Supplied data →
==================================================

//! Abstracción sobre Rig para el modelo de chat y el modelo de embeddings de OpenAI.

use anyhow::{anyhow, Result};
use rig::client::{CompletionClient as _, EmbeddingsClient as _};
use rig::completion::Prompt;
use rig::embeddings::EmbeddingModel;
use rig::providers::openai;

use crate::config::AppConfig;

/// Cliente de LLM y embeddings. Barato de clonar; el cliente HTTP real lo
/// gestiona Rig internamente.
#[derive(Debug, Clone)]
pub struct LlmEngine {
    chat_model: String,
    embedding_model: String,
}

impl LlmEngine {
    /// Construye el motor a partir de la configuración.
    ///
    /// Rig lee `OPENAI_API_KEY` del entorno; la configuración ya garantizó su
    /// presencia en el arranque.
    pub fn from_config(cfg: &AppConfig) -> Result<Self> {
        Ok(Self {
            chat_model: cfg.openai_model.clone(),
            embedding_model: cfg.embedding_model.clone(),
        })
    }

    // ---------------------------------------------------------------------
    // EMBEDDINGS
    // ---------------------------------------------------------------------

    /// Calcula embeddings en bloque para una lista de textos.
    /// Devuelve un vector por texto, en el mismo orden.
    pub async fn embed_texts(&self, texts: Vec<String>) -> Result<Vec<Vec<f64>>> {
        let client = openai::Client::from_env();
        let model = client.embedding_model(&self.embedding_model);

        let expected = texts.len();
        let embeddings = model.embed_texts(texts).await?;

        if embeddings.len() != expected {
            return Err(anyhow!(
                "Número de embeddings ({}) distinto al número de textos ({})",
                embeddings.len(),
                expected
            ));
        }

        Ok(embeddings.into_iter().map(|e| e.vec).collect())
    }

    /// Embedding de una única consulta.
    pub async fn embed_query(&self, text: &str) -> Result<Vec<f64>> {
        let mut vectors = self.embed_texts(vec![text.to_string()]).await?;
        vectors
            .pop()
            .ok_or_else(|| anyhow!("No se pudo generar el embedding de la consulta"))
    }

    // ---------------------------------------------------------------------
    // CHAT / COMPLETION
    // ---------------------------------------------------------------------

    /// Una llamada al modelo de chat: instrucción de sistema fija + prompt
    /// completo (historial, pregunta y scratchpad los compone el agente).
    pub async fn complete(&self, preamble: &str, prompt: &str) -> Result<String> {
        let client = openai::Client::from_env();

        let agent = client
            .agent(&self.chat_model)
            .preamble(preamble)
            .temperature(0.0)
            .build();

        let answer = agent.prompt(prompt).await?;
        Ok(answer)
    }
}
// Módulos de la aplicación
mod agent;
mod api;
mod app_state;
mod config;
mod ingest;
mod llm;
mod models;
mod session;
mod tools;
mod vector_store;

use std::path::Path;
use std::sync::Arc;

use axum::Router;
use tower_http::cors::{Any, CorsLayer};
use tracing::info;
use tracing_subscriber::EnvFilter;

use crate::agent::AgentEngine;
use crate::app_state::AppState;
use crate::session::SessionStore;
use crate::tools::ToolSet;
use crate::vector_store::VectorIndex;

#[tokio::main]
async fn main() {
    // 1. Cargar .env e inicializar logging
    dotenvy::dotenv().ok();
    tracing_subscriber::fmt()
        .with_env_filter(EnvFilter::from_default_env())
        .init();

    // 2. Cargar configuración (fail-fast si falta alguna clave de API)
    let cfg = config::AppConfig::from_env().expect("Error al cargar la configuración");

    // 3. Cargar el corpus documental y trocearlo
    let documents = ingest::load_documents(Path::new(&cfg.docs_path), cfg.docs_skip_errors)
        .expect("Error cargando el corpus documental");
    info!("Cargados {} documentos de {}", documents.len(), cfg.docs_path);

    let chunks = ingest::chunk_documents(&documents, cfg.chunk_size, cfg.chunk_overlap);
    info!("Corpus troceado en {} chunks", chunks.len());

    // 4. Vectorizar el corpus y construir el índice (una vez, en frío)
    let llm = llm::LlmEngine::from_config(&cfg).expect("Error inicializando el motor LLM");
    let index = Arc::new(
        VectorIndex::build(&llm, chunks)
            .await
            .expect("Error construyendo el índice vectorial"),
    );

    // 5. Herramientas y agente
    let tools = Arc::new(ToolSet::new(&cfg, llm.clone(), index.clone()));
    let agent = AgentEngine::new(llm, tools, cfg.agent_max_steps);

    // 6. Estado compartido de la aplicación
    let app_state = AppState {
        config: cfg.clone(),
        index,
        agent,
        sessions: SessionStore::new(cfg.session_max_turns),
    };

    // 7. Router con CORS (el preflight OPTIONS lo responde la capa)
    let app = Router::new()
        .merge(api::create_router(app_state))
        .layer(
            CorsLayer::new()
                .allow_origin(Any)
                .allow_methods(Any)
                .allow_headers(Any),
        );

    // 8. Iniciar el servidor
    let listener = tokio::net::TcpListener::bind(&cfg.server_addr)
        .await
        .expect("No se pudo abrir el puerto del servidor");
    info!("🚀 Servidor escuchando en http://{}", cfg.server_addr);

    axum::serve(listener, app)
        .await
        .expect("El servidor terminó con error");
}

==================================================

Task statement → Start at the first line of the entries and stop at the line with "let embeddings = model.embed_texts(texts).await?;". Retype each of those lines exactly, both ends included.

Output of the task →
//! Abstracción sobre Rig para el modelo de chat y el modelo de embeddings de OpenAI.

use anyhow::{anyhow, Result};
use rig::client::{CompletionClient as _, EmbeddingsClient as _};
use rig::completion::Prompt;
use rig::embeddings::EmbeddingModel;
use rig::providers::openai;

use crate::config::AppConfig;

/// Cliente de LLM y embeddings. Barato de clonar; el cliente HTTP real lo
/// gestiona Rig internamente.
#[derive(Debug, Clone)]
pub struct LlmEngine {
    chat_model: String,
    embedding_model: String,
}

impl LlmEngine {
    /// Construye el motor a partir de la configuración.
    ///
    /// Rig lee `OPENAI_API_KEY` del entorno; la configuración ya garantizó su
    /// presencia en el arranque.
    pub fn from_config(cfg: &AppConfig) -> Result<Self> {
        Ok(Self {
            chat_model: cfg.openai_model.clone(),
            embedding_model: cfg.embedding_model.clone(),
        })
    }

    // ---------------------------------------------------------------------
    // EMBEDDINGS
    // ---------------------------------------------------------------------

    /// Calcula embeddings en bloque para una lista de textos.
    /// Devuelve un vector por texto, en el mismo orden.
    pub async fn embed_texts(&self, texts: Vec<String>) -> Result<Vec<Vec<f64>>> {
        let client = openai::Client::from_env();
        let model = client.embedding_model(&self.embedding_model);

        let expected = texts.len();
        let embeddings = model.embed_texts(texts).await?;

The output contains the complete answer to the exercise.